→ **Directions for this task**: Should the word "into" occur in a line of the records, copy that line.

→ **Extracted records**:
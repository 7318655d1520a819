use indexmap::IndexMap;

use crate::job::{JobId, JobInfo, JobRecord, Reliability};
use crate::status::Severity;
use crate::wire::JobDelta;

/// Outcome of merging one delta.
#[derive(Debug, Clone, Copy, PartialEq, Eq)]
pub struct Applied {
    /// The job was not known before this delta.
    pub created: bool,
    /// Severity before the merge (`Unknown` for a new job).
    pub previous: Severity,
    /// Severity after the merge.
    pub current: Severity,
}

impl Applied {
    /// True if an already-known job changed severity.
    pub fn severity_changed(&self) -> bool {
        !self.created && self.previous != self.current
    }
}

/// In-memory set of known jobs, in first-sighting order.
///
/// Records are only ever created or updated; removal is left to a full
/// reload of whatever renders them.
#[derive(Debug, Default)]
pub struct JobRegistry {
    jobs: IndexMap<JobId, JobRecord>,
}

impl JobRegistry {
    /// Empty registry.
    pub fn new() -> Self {
        Self::default()
    }

    /// True if `id` has been seen.
    pub fn has(&self, id: &JobId) -> bool {
        self.jobs.contains_key(id)
    }

    /// Record for `id`, if known.
    pub fn get(&self, id: &JobId) -> Option<&JobRecord> {
        self.jobs.get(id)
    }

    /// Field-wise last-write-wins merge of `delta` into the record for `id`.
    ///
    /// Applying the same delta twice leaves the record as after the first.
    pub fn apply_delta(&mut self, id: &JobId, delta: &JobDelta) -> Applied {
        let created = !self.jobs.contains_key(id);
        let record = self
            .jobs
            .entry(id.clone())
            .or_insert_with(|| JobRecord::new(id.clone()));
        let previous = record.severity();

        if let Some(status) = delta.status {
            record.status = status;
        }
        if let Some(running) = delta.running {
            record.running = running;
        }
        if let Some(raw) = delta.reliability {
            record.reliability = Reliability::clamped(raw);
        }
        if let Some(scheduled) = delta.scheduled {
            record.scheduled = scheduled;
        }

        Applied { created, previous, current: record.severity() }
    }

    /// Fill in descriptive details. Returns false if the job is unknown.
    pub fn apply_info(&mut self, info: JobInfo) -> bool {
        let Some(record) = self.jobs.get_mut(&info.id) else {
            return false;
        };
        record.host = info.host;
        record.user = info.user;
        record.command = info.command;
        record.external_job_id = info.external_job_id;
        true
    }

    /// Read-only view of all records in first-sighting order.
    pub fn snapshot(&self) -> impl Iterator<Item = &JobRecord> {
        self.jobs.values()
    }

    /// Number of known jobs.
    pub fn len(&self) -> usize {
        self.jobs.len()
    }

    /// True if no job has been seen yet.
    pub fn is_empty(&self) -> bool {
        self.jobs.is_empty()
    }
}

#[cfg(test)]
mod tests {
    use super::*;
    use crate::status::StatusCode;

    fn delta(status: i64) -> JobDelta {
        JobDelta {
            status: Some(Some(StatusCode(status))),
            running: Some(false),
            reliability: Some(80),
            scheduled: Some(true),
        }
    }

    #[test]
    fn first_sighting_creates_record() {
        let mut reg = JobRegistry::new();
        let id = JobId::from("7");
        assert!(!reg.has(&id));

        let applied = reg.apply_delta(&id, &delta(1));
        assert!(applied.created);
        assert!(!applied.severity_changed());
        assert_eq!(applied.current, Severity::Fail);
        assert!(reg.has(&id));

        let again = reg.apply_delta(&id, &delta(1));
        assert!(!again.created);
    }

    #[test]
    fn apply_is_idempotent() {
        let id = JobId::from("3");
        let d = delta(5);

        let mut once = JobRegistry::new();
        once.apply_delta(&id, &d);

        let mut twice = JobRegistry::new();
        twice.apply_delta(&id, &d);
        let second = twice.apply_delta(&id, &d);

        assert_eq!(once.get(&id), twice.get(&id));
        assert!(!second.severity_changed());
    }

    #[test]
    fn omitted_fields_are_untouched() {
        let mut reg = JobRegistry::new();
        let id = JobId::from("1");
        reg.apply_delta(&id, &delta(0));

        reg.apply_delta(&id, &JobDelta { running: Some(true), ..JobDelta::default() });
        let rec = reg.get(&id).unwrap();
        assert!(rec.running);
        assert_eq!(rec.status, Some(StatusCode::SUCCESS));
        assert_eq!(rec.reliability.percent(), 80);
    }

    #[test]
    fn explicit_null_resets_status() {
        let mut reg = JobRegistry::new();
        let id = JobId::from("1");
        reg.apply_delta(&id, &delta(1));

        let applied = reg.apply_delta(&id, &JobDelta { status: Some(None), ..JobDelta::default() });
        assert_eq!(applied.previous, Severity::Fail);
        assert_eq!(applied.current, Severity::Unknown);
        assert!(applied.severity_changed());
    }

    #[test]
    fn reliability_is_clamped_on_merge() {
        let mut reg = JobRegistry::new();
        let id = JobId::from("1");
        reg.apply_delta(&id, &JobDelta { reliability: Some(135), ..JobDelta::default() });
        assert_eq!(reg.get(&id).unwrap().reliability.percent(), 100);
        reg.apply_delta(&id, &JobDelta { reliability: Some(-5), ..JobDelta::default() });
        assert_eq!(reg.get(&id).unwrap().reliability.percent(), 0);
    }

    #[test]
    fn info_only_applies_to_known_jobs() {
        let mut reg = JobRegistry::new();
        let info = JobInfo {
            id: JobId::from("4"),
            host: Some("h".into()),
            user: Some("u".into()),
            command: Some("run".into()),
            external_job_id: None,
        };
        assert!(!reg.apply_info(info.clone()));
        assert!(reg.is_empty());

        reg.apply_delta(&info.id, &delta(0));
        assert!(reg.apply_info(info.clone()));
        assert_eq!(reg.get(&info.id).unwrap().host.as_deref(), Some("h"));
    }

    #[test]
    fn snapshot_keeps_first_sighting_order() {
        let mut reg = JobRegistry::new();
        for id in ["10", "2", "7"] {
            reg.apply_delta(&JobId::from(id), &delta(0));
        }
        reg.apply_delta(&JobId::from("2"), &delta(1));
        let ids: Vec<_> = reg.snapshot().map(|r| r.id.as_str().to_string()).collect();
        assert_eq!(ids, ["10", "2", "7"]);
        assert_eq!(reg.len(), 3);
    }
}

→ **Response**:
    /// Field-wise last-write-wins merge of `delta` into the record for `id`.
            host: Some("h".into()),
            user: Some("u".into()),
            command: Some("run".into()),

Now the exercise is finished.